In 1962, semiotician and writer Umberto Eco (Alessandria, 1932 – Milan, 2016) published the pivotal book The Open Work, intellectualising a hermeneutical model that frames a new understanding of the art object and unfolding pioneering perspectives on participatory art from both an aesthetical and a historical point of view. Concurrently, artist Piero Manzoni (Soncino, 1933 – Milan, 1963) declared spectators works of art by placing his signature on their bodies or making them stand on ‘magic’ pedestals. In doing so, the artist forged a new, problematic, interactive dimension between the author and its audience. 

The aim of this lecture is to adopt Eco’s aesthetic paradigm to discuss Piero Manzoni’s Living Sculptures and Magic Bases (both 1961). The reading of Manzoni’s works through the lenses of Eco’s semiological model unfolds the paradoxical nature that pertains to both series of works, since the effective participation of the audience is undermined by issues of reification of the body and the spectacle. The adoption of Eco’s theory therefore reveals the dystopian – but constructive – sarcastic raison d’ être that affects Manzoni’s practice.

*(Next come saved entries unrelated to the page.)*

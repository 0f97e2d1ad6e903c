//! Dependency resolution: raw references to validated step positions.

use std::collections::HashMap;

use tracing::debug;

use super::error::ValidationError;
use super::extract::DependencyRef;
use super::normalize::NormalizedRecord;
use super::types::Step;

/// Resolve every record's references against the whole batch.
///
/// Numeric references match the `step` numbers the model declared; string
/// references match assigned identities (`step_N`). The returned steps keep
/// input order and carry deduplicated dependency sequences.
pub fn resolve_dependencies(records: Vec<NormalizedRecord>) -> Result<Vec<Step>, ValidationError> {
    let mut by_number: HashMap<u64, Vec<usize>> = HashMap::new();
    let mut by_id: HashMap<String, usize> = HashMap::with_capacity(records.len());
    for record in &records {
        by_number
            .entry(record.step.declared_number)
            .or_default()
            .push(record.step.sequence);
        by_id.insert(record.step.id.clone(), record.step.sequence);
    }

    let mut edges = 0usize;
    let mut steps = Vec::with_capacity(records.len());

    for NormalizedRecord {
        mut step,
        references,
    } in records
    {
        for reference in &references {
            let target = match reference {
                DependencyRef::ByNumber(n) => match by_number.get(n).map(Vec::as_slice) {
                    Some([sequence]) => *sequence,
                    Some(shared) if shared.len() > 1 => {
                        return Err(ValidationError::AmbiguousDependency {
                            step: step.declared_number,
                            id: step.id.clone(),
                            reference: *n,
                            count: shared.len(),
                        });
                    }
                    _ => return Err(unknown(&step, reference)),
                },
                DependencyRef::ById(id) => match by_id.get(id) {
                    Some(sequence) => *sequence,
                    None => return Err(unknown(&step, reference)),
                },
            };

            if target == step.sequence {
                return Err(ValidationError::SelfDependency {
                    step: step.declared_number,
                    id: step.id.clone(),
                });
            }
            if step.depends_on.insert(target) {
                edges += 1;
            }
        }
        steps.push(step);
    }

    debug!(steps = steps.len(), edges, "resolved dependencies");
    Ok(steps)
}

fn unknown(step: &Step, reference: &DependencyRef) -> ValidationError {
    ValidationError::UnknownDependency {
        step: step.declared_number,
        id: step.id.clone(),
        reference: reference.to_string(),
    }
}

#[cfg(test)]
mod tests {
    use std::collections::BTreeSet;

    use super::*;
    use crate::plan::types::{Action, step_id};
    use DependencyRef::{ById, ByNumber};

    fn rec(sequence: usize, declared: u64, refs: Vec<DependencyRef>) -> NormalizedRecord {
        NormalizedRecord {
            step: Step {
                sequence,
                declared_number: declared,
                id: step_id(sequence),
                action: Action::Read,
                description: format!("step {sequence}"),
                path: format!("file{sequence}.txt"),
                depends_on: BTreeSet::new(),
            },
            references: refs,
        }
    }

    #[test]
    fn resolves_numbers_and_ids() {
        let steps = resolve_dependencies(vec![
            rec(1, 1, vec![]),
            rec(2, 2, vec![ByNumber(1)]),
            rec(3, 3, vec![ById("step_1".into()), ByNumber(2)]),
        ])
        .unwrap();
        assert!(steps[0].depends_on.is_empty());
        assert_eq!(steps[1].depends_on, BTreeSet::from([1]));
        assert_eq!(steps[2].depends_on, BTreeSet::from([1, 2]));
    }

    #[test]
    fn numeric_refs_follow_declared_numbers() {
        // The model numbered its steps 10, 20, 30.
        let steps = resolve_dependencies(vec![
            rec(1, 10, vec![]),
            rec(2, 20, vec![ByNumber(10)]),
            rec(3, 30, vec![ByNumber(20)]),
        ])
        .unwrap();
        assert_eq!(steps[1].depends_on, BTreeSet::from([1]));
        assert_eq!(steps[2].depends_on, BTreeSet::from([2]));
    }

    #[test]
    fn collapses_duplicate_references() {
        let steps = resolve_dependencies(vec![
            rec(1, 1, vec![]),
            rec(2, 2, vec![ByNumber(1), ById("step_1".into()), ByNumber(1)]),
        ])
        .unwrap();
        assert_eq!(steps[1].depends_on, BTreeSet::from([1]));
    }

    #[test]
    fn rejects_dangling_number() {
        let err = resolve_dependencies(vec![rec(1, 1, vec![]), rec(2, 2, vec![ByNumber(7)])])
            .unwrap_err();
        assert_eq!(
            err,
            ValidationError::UnknownDependency {
                step: 2,
                id: "step_2".to_owned(),
                reference: "7".to_owned(),
            }
        );
    }

    #[test]
    fn rejects_dangling_id() {
        let err = resolve_dependencies(vec![rec(1, 1, vec![ById("step_9".into())])]).unwrap_err();
        assert!(
            matches!(err, ValidationError::UnknownDependency { ref reference, .. } if reference == "step_9"),
            "got {err:?}"
        );
    }

    #[test]
    fn rejects_self_reference_by_number_and_id() {
        let err = resolve_dependencies(vec![rec(1, 1, vec![ByNumber(1)])]).unwrap_err();
        assert!(matches!(err, ValidationError::SelfDependency { step: 1, .. }));

        let err = resolve_dependencies(vec![rec(1, 5, vec![]), rec(2, 6, vec![ById("step_2".into())])])
            .unwrap_err();
        assert!(matches!(err, ValidationError::SelfDependency { step: 6, .. }));
    }

    #[test]
    fn rejects_ambiguous_numbers() {
        let err = resolve_dependencies(vec![
            rec(1, 1, vec![]),
            rec(2, 1, vec![]),
            rec(3, 3, vec![ByNumber(1)]),
        ])
        .unwrap_err();
        assert!(
            matches!(err, ValidationError::AmbiguousDependency { reference: 1, count: 2, .. }),
            "got {err:?}"
        );
    }

    #[test]
    fn duplicate_numbers_are_fine_when_unreferenced() {
        let steps = resolve_dependencies(vec![
            rec(1, 1, vec![]),
            rec(2, 1, vec![ById("step_1".into())]),
        ])
        .unwrap();
        assert_eq!(steps[1].depends_on, BTreeSet::from([1]));
    }
}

Dr. Lara Demori, Goethe-Institut fellow at Haus der Kunst, was awarded a Ph.D. in History of Art from the University of Edinburgh with a thesis on artists Hélio Oiticica and Piero Manzoni, which investigates the emergence of postmodern art practices from a transnational perspective and discusses the shift from representation to performance at the turn of the sixties. Lara Demori has published articles and book chapters and participated in numerous international conferences.